4. Generación paréntesis, de Joana Bonet. Planeta. Abril de 2013
«Somos», dice Joana Bonet en el arranque, «los que desafiamos los dos rombos en el UHF y sustituimos las erráticas Olivetti por el primer megaordenador; hijos de un tiempo en el que la familia numerosa parecía un ideal de vida y una estampa feliz […] eternos adolescentes que nos casamos con un trabajo, retrasamos la hora de ser padres y pensamos que estar sobradamente preparados nos garantizaría una vida a plazo fijo». El paréntesis evoca lo excepcional, lo que tiene de anómalo haber vivido mejor que los hijos cuando hasta hoy el bienestar siempre había sido lineal e irrevocable. Con todo, Generación paréntesis es, antes que un manifiesto al uso o la enésima regañina a cuenta de la crisis (esos despreciables y por lo demás falaces «yo ya lo dije»), un sagaz discernimiento del estilo del mundo. Como en un hipnótico solo de jazz que por momentos se tornara en enérgico rap, la autora pasa revista a asuntos tan fieramente humanos como la «economitis», la obsesión por gustar, el auge de lo unipersonal o la sobrecarga informativa; todo ello apuntalado con una erudición tan pertinente como sexy. Se trata, ya digo, de una «lectura» más que de una «escritura», de un informe «customizado» en que la intimidad se abre camino entre la reflexión más o menos meditabunda, y al que habremos de regresar en adelante para recordar cómo éramos y, sobre todo, qué queríamos ser.

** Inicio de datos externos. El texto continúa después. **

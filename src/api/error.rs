use axum::{Json, http::StatusCode, response::IntoResponse};
use serde_json::json;
use thiserror::Error;

use super::models::ErrorResponse;
use crate::service::ServiceError;

#[derive(Debug, Error)]
pub enum ApiError {
    #[error("payload invalid: {0}")]
    InvalidPayload(String),
    #[error("payload too large: {0} bytes")]
    PayloadTooLarge(usize),
    #[error("resource not found: {0}")]
    NotFound(String),
    #[error("{0}")]
    NotReady(String),
    #[error("{0}")]
    Conflict(String),
    #[error("{0}")]
    ProcessTimeout(String),
    #[error("{0}")]
    ProcessFailed(String),
    #[error("{0}")]
    ParseFailure(String),
    #[error("{0}")]
    ArtifactNotFound(String),
    #[error("{0}")]
    Unavailable(String),
    #[error("internal error: {0}")]
    Internal(String),
}

impl ApiError {
    pub fn status_code(&self) -> StatusCode {
        match self {
            ApiError::InvalidPayload(_) => StatusCode::BAD_REQUEST,
            ApiError::PayloadTooLarge(_) => StatusCode::PAYLOAD_TOO_LARGE,
            ApiError::NotFound(_) => StatusCode::NOT_FOUND,
            ApiError::NotReady(_) => StatusCode::TOO_EARLY,
            ApiError::Conflict(_) => StatusCode::CONFLICT,
            ApiError::ProcessTimeout(_) => StatusCode::GATEWAY_TIMEOUT,
            ApiError::ProcessFailed(_) | ApiError::ParseFailure(_) => StatusCode::BAD_GATEWAY,
            ApiError::ArtifactNotFound(_) | ApiError::Internal(_) => {
                StatusCode::INTERNAL_SERVER_ERROR
            }
            ApiError::Unavailable(_) => StatusCode::SERVICE_UNAVAILABLE,
        }
    }

    pub fn code(&self) -> &'static str {
        match self {
            ApiError::InvalidPayload(_) => "INVALID_INPUT",
            ApiError::PayloadTooLarge(_) => "PAYLOAD_TOO_LARGE",
            ApiError::NotFound(_) => "NOT_FOUND",
            ApiError::NotReady(_) => "NOT_READY",
            ApiError::Conflict(_) => "JOB_FAILED",
            ApiError::ProcessTimeout(_) => "PROCESS_TIMEOUT",
            ApiError::ProcessFailed(_) => "PROCESS_FAILED",
            ApiError::ParseFailure(_) => "PARSE_FAILURE",
            ApiError::ArtifactNotFound(_) => "ARTIFACT_NOT_FOUND",
            ApiError::Unavailable(_) => "UNAVAILABLE",
            ApiError::Internal(_) => "INTERNAL_ERROR",
        }
    }
}

impl IntoResponse for ApiError {
    fn into_response(self) -> axum::response::Response {
        let status = self.status_code();
        let body = ErrorResponse {
            code: self.code(),
            message: self.to_string(),
        };

        (status, Json(json!(body))).into_response()
    }
}

impl From<serde_json::Error> for ApiError {
    fn from(value: serde_json::Error) -> Self {
        ApiError::InvalidPayload(value.to_string())
    }
}

impl From<ServiceError> for ApiError {
    fn from(err: ServiceError) -> Self {
        let message = err.to_string();
        match err {
            ServiceError::InvalidInput(msg) => ApiError::InvalidPayload(msg),
            ServiceError::NotFound(job_id) => ApiError::NotFound(format!("job {job_id}")),
            ServiceError::NotReady { .. } => ApiError::NotReady(message),
            ServiceError::Conflict { .. } => ApiError::Conflict(message),
            ServiceError::ProcessTimeout(_) => ApiError::ProcessTimeout(message),
            ServiceError::ProcessFailed(_) => ApiError::ProcessFailed(message),
            ServiceError::ParseFailure(_) => ApiError::ParseFailure(message),
            ServiceError::ArtifactNotFound(_) => ApiError::ArtifactNotFound(message),
            ServiceError::Unavailable(_) => ApiError::Unavailable(message),
            ServiceError::Unknown(msg) => ApiError::Internal(msg),
        }
    }
}

#[cfg(test)]
mod tests {
    use super::*;
    use crate::ledger::JobStatus;
    use std::time::Duration;

    #[test]
    fn test_service_error_status_codes() {
        let cases = [
            (ServiceError::InvalidInput("x".into()), StatusCode::BAD_REQUEST),
            (ServiceError::NotFound("x".into()), StatusCode::NOT_FOUND),
            (
                ServiceError::NotReady {
                    job_id: "x".into(),
                    status: JobStatus::Running,
                },
                StatusCode::TOO_EARLY,
            ),
            (
                ServiceError::Conflict {
                    job_id: "x".into(),
                    message: "boom".into(),
                },
                StatusCode::CONFLICT,
            ),
            (
                ServiceError::ProcessTimeout(Duration::from_secs(30)),
                StatusCode::GATEWAY_TIMEOUT,
            ),
            (ServiceError::ProcessFailed("x".into()), StatusCode::BAD_GATEWAY),
            (ServiceError::ParseFailure("x".into()), StatusCode::BAD_GATEWAY),
            (
                ServiceError::ArtifactNotFound("x".into()),
                StatusCode::INTERNAL_SERVER_ERROR,
            ),
            (ServiceError::Unavailable("x".into()), StatusCode::SERVICE_UNAVAILABLE),
            (ServiceError::Unknown("x".into()), StatusCode::INTERNAL_SERVER_ERROR),
        ];

        for (err, expected) in cases {
            assert_eq!(ApiError::from(err).status_code(), expected);
        }
    }
}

5. El manicomio catalán, de Ramón de España. La Esfera de los Libros. Mayo de 2013
Uno de los presentadores de cabecera de TV3, Jaume Barberà, invitó a su programa a un individuo que, con toda seriedad, planteó la conveniencia de una alianza militar catalano-china con la que amilanar a España, lo que no impidió que, semanas después, Barberà llamara «pirómano» al ministro José Ignacio Wert. El abogado y ex parlamentario nacionalista Miquel Roca asumió la defensa de la infanta Cristina en el «caso Noos» sin que para ello fuera un obstáculo que Convergència, el partido al que todavía pertenece, clame por la opresión de Cataluña a manos de la Corona española. También es española, por cierto, la constructora Ferrovial, que se sirvió del Palau de la Música para untar a Convergència y, a cambio, lograr contratas. Apenas dos síntomas del desvarío semántico en que se halla sumida Cataluña, que el próximo 11 de septiembre quedará reducida a una cadena humana, y van ya unas cuantas reducciones. En El manicomio catalán, Ramón de España se pone la bata de alienista para trazar un diagnóstico descacharrante pródigo en anécdotas que, precisamente por su carácter ínfimo (¡cuánta gracia tiene Ramón para lo trivial!), dan noticia de la gravedad de algunos de los más insignes enfermos.